Hospital de cidade de fronteira sobrevive com médico uruguaio
Contratação de estrangeiros sem diploma válido no Brasil foi decidida pela Justiça para suprir a falta de profissionais
Conselho Regional de Medicina do Rio Grande do Sul se opõe à medida e fala em exercício ilegal da profissão
Municípios e hospitais ganharam na Justiça o direito de contar com médicos uruguaios e dependem deles para formar equipes mínimas.
Em Quaraí, cidade de 23 mil habitantes, a maioria dos 20 médicos do Hospital de Caridade, o único do município, é do país vizinho.
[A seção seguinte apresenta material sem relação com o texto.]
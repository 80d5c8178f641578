//! Smart pointer for pool-allocated objects

use core::fmt;
use core::marker::PhantomData;
use core::mem;
use core::ops::{Deref, DerefMut};
use core::ptr::{self, NonNull};

use crate::error::{PoolError, PoolResult};
use crate::pool::BlockPool;
use crate::source::{ChunkSource, SystemSource};

/// RAII smart pointer for pool-allocated values
///
/// Automatically drops the value and returns its block to the pool when
/// dropped. Similar to `Box`, but backed by a [`BlockPool`] the caller hands
/// in, and unable to outlive it.
///
/// # Example
///
/// ```
/// use blockpool::{BlockPool, PoolBox};
///
/// struct Point {
///     x: i32,
///     y: i32,
/// }
///
/// let pool = BlockPool::for_type::<Point>(10)?;
/// let point = PoolBox::new_in(Point { x: 1, y: 2 }, &pool)?;
/// assert_eq!(point.x + point.y, 3);
/// # Ok::<(), blockpool::PoolError>(())
/// ```
pub struct PoolBox<'a, T, S: ChunkSource = SystemSource> {
    ptr: NonNull<T>,
    pool: &'a BlockPool<S>,
    _owns: PhantomData<T>,
}

impl<'a, T, S: ChunkSource> PoolBox<'a, T, S> {
    /// Moves `value` into a block allocated from `pool`
    ///
    /// # Errors
    /// - `InvalidLayout` if `T` is larger or more aligned than the pool's blocks
    /// - any error from [`BlockPool::allocate`]
    #[must_use = "allocated value must be used"]
    pub fn new_in(value: T, pool: &'a BlockPool<S>) -> PoolResult<Self> {
        if size_of::<T>() > pool.block_size() {
            return Err(PoolError::invalid_layout("value larger than pool block"));
        }
        if align_of::<T>() > pool.block_align() {
            return Err(PoolError::invalid_layout(
                "value alignment exceeds pool block alignment",
            ));
        }

        let ptr = pool.allocate()?.cast::<T>();

        // SAFETY: Initializing a freshly allocated block.
        // - the block is exclusively ours until deallocated
        // - size and alignment of T fit the block (checked above)
        // - write moves value in without reading the old contents
        unsafe { ptr.as_ptr().write(value) };

        Ok(Self {
            ptr,
            pool,
            _owns: PhantomData,
        })
    }

    /// Returns the pool the value lives in
    pub fn pool(&self) -> &'a BlockPool<S> {
        self.pool
    }

    /// Returns the address of the value's block
    pub fn as_ptr(&self) -> *const T {
        self.ptr.as_ptr()
    }

    /// Consumes the `PoolBox` and returns the contained value
    #[must_use]
    pub fn into_inner(self) -> T {
        let this = mem::ManuallyDrop::new(self);

        // SAFETY: Reading value from owned allocation.
        // - this.ptr points to an initialized T
        // - ManuallyDrop prevents Drop from dropping it a second time
        let value = unsafe { ptr::read(this.ptr.as_ptr()) };

        // SAFETY: The block came from this pool and is returned once.
        unsafe { this.pool.deallocate(this.ptr.cast()) };

        value
    }
}

impl<T, S: ChunkSource> Deref for PoolBox<'_, T, S> {
    type Target = T;

    fn deref(&self) -> &Self::Target {
        // SAFETY: ptr points to an initialized T owned by this box; the
        // shared borrow of self prevents mutation.
        unsafe { self.ptr.as_ref() }
    }
}

impl<T, S: ChunkSource> DerefMut for PoolBox<'_, T, S> {
    fn deref_mut(&mut self) -> &mut Self::Target {
        // SAFETY: &mut self ensures exclusive access to the owned T.
        unsafe { self.ptr.as_mut() }
    }
}

impl<T: fmt::Debug, S: ChunkSource> fmt::Debug for PoolBox<'_, T, S> {
    fn fmt(&self, f: &mut fmt::Formatter<'_>) -> fmt::Result {
        fmt::Debug::fmt(&**self, f)
    }
}

impl<T, S: ChunkSource> Drop for PoolBox<'_, T, S> {
    fn drop(&mut self) {
        // SAFETY: Dropping value and returning memory to pool.
        // 1. drop_in_place runs T's destructor on the initialized value
        // 2. deallocate returns the block it was allocated from, once
        unsafe {
            ptr::drop_in_place(self.ptr.as_ptr());
            self.pool.deallocate(self.ptr.cast());
        }
    }
}

// SAFETY: PoolBox owns its T like Box does; the pool reference is Sync
// because BlockPool<S> is Sync.
unsafe impl<T: Send, S: ChunkSource> Send for PoolBox<'_, T, S> {}

// SAFETY: Shared access to PoolBox only hands out &T.
unsafe impl<T: Sync, S: ChunkSource> Sync for PoolBox<'_, T, S> {}

#[cfg(test)]
mod tests {
    use std::rc::Rc;

    use super::*;

    #[test]
    fn test_value_roundtrip() {
        let pool = BlockPool::for_type::<[u64; 3]>(4).unwrap();
        let mut boxed = PoolBox::new_in([1u64, 2, 3], &pool).unwrap();
        boxed[1] = 20;
        assert_eq!(*boxed, [1, 20, 3]);
        assert_eq!(pool.allocated_blocks(), 1);

        let value = boxed.into_inner();
        assert_eq!(value, [1, 20, 3]);
        assert_eq!(pool.allocated_blocks(), 0);
    }

    #[test]
    fn test_drop_runs_destructor_and_frees_block() {
        let marker = Rc::new(());
        let pool = BlockPool::for_type::<Rc<()>>(2).unwrap();
        {
            let _boxed = PoolBox::new_in(Rc::clone(&marker), &pool).unwrap();
            assert_eq!(Rc::strong_count(&marker), 2);
        }
        assert_eq!(Rc::strong_count(&marker), 1);
        assert_eq!(pool.free_blocks(), 2);
    }

    #[test]
    fn test_rejects_oversized_values() {
        let pool = BlockPool::new(8, 4).unwrap();
        let err = PoolBox::new_in([0u8; 64], &pool).unwrap_err();
        assert_eq!(err.code(), "POOL:ALLOC:LAYOUT");
    }

    #[test]
    fn test_rejects_overaligned_values() {
        #[repr(align(64))]
        struct Aligned(u8);

        let pool = BlockPool::new(64, 4).unwrap();
        assert!(PoolBox::new_in(Aligned(1), &pool).is_err());
    }
}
O hospital tem há anos vagas abertas para diversas especialidades.
Com salários na faixa dos R$ 7.000, não consegue atrair profissionais de grandes centros do Rio Grande do Sul.
Assim como Quaraí, outras quatro cidades da fronteira que apelaram para a alternativa e tiveram aval da Justiça são pouco populosas, sem faculdades de medicina por perto e com orçamento limitado.
Um perfil muito próximo dos municípios que o governo pretende beneficiar com a contratação de médicos estrangeiros --projeto que virou bandeira da presidente Dilma Rousseff na saúde após as manifestações de junho.
EXERCÍCIO ILEGAL
O Conselho Regional de Medicina do RS, no entanto, se opõe à contratação de uruguaios sem registro e fala em exercício ilegal da profissão.
Hoje, para que um médico estrangeiro atue no Brasil, ele precisa ser aprovado no Revalida, considerado difícil.
Mas o CRM vem sofrendo derrotas. O hospital de Quaraí, mantido por fundação filantrópica e com atendimento voltado ao SUS, já ganhou em segunda instância o direito de contar com os uruguaios.
Um argumento considerado pela Justiça é um acordo entre Brasil e Uruguai para atendimento de saúde na fronteira. O texto não especifica o tema da contratação de médicos estrangeiros, mas, na interpretação dos juízes, autoriza o trabalho no Brasil sem revalidação do diploma.
Em 2011, o juiz federal Belmiro Krieger afirmou em decisão que não se tratava de escolher entre brasileiros e uruguaios, mas "entre o médico uruguaio ou nenhum."
Quaraí é ligada por uma ponte ao município uruguaio de Artigas, onde moram 40 mil pessoas. As cidades brasileiras mais próximas ficam a cerca de 100 km dali.
A diretora do Caridade, Daniele Garcia, diz que, se não fossem os uruguaios, o hospital iria "fechar as portas".
O hospital faz cerca de 2.000 atendimentos por mês. Sofreu intervenção da prefeitura neste ano e tem dívidas de R$ 10 milhões. Nos últimos anos, se inscreveu em um plano federal que visava atrair médicos ao interior, mas não houve interessados.
CONTRATEMPOS
A contratação dos uruguaios gera contratempos. Os gestores não conseguem pagar esses profissionais com repasses do Ministério da Saúde, já que eles não são reconhecidos. O dinheiro sai do caixa único da prefeitura.
"Atrapalha demais [as finanças]. Poderia fazer obras, mas passa para a folha de pagamento", diz o prefeito Ricardo Gadret (PTB).
Outro problema é que farmácias não aceitam receitas prescritas pelos uruguaios.
"Quando é preciso um remédio que não está na Secretaria da Saúde, pedimos que algum médico brasileiro valide a receita", diz o médico uruguaio Santiago de León, 27, que começou a fazer plantões em Quaraí neste ano.
Clínico geral formado em Montevidéu em 2012, ele diz que revalidar o diploma não é sua prioridade, devido à demora e porque já estuda para provas de residência médica.
Para o médico, além da remuneração no nível da oferecida em seu país, o interesse dos uruguaios pelo trabalho na fronteira também se explica pela demografia. O Uruguai não tem grandes municípios além de Montevidéu.